* _Task instructions_
Beginning with the line below that contains "Container engine seam" and ending with the line that contains "pub trait ContainerEngine: Send", copy every line exactly. Copy nothing else.

[Records from a data collection]
***
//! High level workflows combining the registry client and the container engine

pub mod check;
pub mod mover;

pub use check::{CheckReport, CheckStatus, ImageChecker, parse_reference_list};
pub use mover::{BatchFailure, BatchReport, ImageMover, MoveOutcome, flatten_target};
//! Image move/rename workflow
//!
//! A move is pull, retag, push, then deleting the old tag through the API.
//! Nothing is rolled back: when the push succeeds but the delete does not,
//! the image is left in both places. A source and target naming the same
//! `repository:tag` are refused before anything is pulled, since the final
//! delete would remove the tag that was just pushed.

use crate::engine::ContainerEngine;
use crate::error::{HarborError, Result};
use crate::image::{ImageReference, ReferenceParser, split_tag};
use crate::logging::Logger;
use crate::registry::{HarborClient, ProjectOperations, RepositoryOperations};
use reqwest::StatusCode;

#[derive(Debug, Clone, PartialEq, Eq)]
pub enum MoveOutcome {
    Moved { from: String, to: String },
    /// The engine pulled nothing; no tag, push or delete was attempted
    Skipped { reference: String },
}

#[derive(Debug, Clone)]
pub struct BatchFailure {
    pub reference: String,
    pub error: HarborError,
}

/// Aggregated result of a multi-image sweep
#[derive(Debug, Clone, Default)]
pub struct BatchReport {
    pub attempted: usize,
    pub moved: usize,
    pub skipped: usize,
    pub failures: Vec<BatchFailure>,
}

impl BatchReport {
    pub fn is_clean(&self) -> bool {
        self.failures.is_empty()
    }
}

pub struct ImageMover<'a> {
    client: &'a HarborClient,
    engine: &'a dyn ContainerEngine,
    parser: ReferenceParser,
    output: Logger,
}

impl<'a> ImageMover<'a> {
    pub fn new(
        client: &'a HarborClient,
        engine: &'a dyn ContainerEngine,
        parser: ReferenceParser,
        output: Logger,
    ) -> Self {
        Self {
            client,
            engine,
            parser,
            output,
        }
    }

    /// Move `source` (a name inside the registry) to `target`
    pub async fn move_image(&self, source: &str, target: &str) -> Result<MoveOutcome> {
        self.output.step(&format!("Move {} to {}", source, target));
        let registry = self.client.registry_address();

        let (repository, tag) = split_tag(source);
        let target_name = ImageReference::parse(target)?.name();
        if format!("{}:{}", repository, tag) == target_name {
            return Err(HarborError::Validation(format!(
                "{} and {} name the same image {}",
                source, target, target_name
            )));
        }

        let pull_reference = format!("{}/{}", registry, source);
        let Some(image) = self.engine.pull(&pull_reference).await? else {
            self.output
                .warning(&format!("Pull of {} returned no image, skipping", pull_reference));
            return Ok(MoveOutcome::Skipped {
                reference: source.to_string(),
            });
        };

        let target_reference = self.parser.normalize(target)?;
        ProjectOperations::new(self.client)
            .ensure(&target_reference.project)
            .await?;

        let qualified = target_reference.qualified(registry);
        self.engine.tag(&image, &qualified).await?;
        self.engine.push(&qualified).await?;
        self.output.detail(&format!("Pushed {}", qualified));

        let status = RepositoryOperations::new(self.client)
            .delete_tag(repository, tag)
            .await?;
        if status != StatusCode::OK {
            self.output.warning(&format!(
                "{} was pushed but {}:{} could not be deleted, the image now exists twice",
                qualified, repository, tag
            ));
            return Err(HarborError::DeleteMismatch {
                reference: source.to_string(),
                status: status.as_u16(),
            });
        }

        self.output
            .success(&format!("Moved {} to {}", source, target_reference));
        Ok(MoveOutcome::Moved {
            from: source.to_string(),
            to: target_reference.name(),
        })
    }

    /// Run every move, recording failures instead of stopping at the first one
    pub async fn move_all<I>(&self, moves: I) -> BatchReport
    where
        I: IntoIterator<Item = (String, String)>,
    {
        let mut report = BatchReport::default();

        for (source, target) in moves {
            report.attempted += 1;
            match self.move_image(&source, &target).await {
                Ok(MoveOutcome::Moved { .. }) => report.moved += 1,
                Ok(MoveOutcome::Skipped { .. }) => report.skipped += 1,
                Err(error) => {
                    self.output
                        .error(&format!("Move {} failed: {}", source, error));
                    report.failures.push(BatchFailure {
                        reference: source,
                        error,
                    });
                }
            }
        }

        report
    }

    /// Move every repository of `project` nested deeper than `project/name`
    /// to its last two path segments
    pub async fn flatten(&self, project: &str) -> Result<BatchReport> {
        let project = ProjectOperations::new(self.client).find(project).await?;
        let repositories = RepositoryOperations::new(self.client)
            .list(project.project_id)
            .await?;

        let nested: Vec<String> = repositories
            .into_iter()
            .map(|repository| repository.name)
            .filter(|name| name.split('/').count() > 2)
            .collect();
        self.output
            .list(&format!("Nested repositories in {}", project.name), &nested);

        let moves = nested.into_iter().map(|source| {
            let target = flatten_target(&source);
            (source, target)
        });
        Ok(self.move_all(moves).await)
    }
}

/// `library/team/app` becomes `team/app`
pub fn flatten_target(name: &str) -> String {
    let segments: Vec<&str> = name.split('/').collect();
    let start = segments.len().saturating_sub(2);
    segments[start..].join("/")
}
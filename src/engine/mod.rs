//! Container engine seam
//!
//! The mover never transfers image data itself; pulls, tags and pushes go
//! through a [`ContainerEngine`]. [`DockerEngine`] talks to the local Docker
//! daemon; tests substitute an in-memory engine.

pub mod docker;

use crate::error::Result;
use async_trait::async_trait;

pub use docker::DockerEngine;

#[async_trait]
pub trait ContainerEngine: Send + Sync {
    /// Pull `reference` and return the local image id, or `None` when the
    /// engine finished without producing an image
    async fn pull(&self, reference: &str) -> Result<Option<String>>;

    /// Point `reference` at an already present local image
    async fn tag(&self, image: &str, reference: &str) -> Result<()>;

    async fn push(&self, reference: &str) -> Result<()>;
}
***
* _Solution to the exercise_
//! Container engine seam
//!
//! The mover never transfers image data itself; pulls, tags and pushes go
//! through a [`ContainerEngine`]. [`DockerEngine`] talks to the local Docker
//! daemon; tests substitute an in-memory engine.

pub mod docker;

use crate::error::Result;
use async_trait::async_trait;

pub use docker::DockerEngine;

#[async_trait]
pub trait ContainerEngine: Send + Sync {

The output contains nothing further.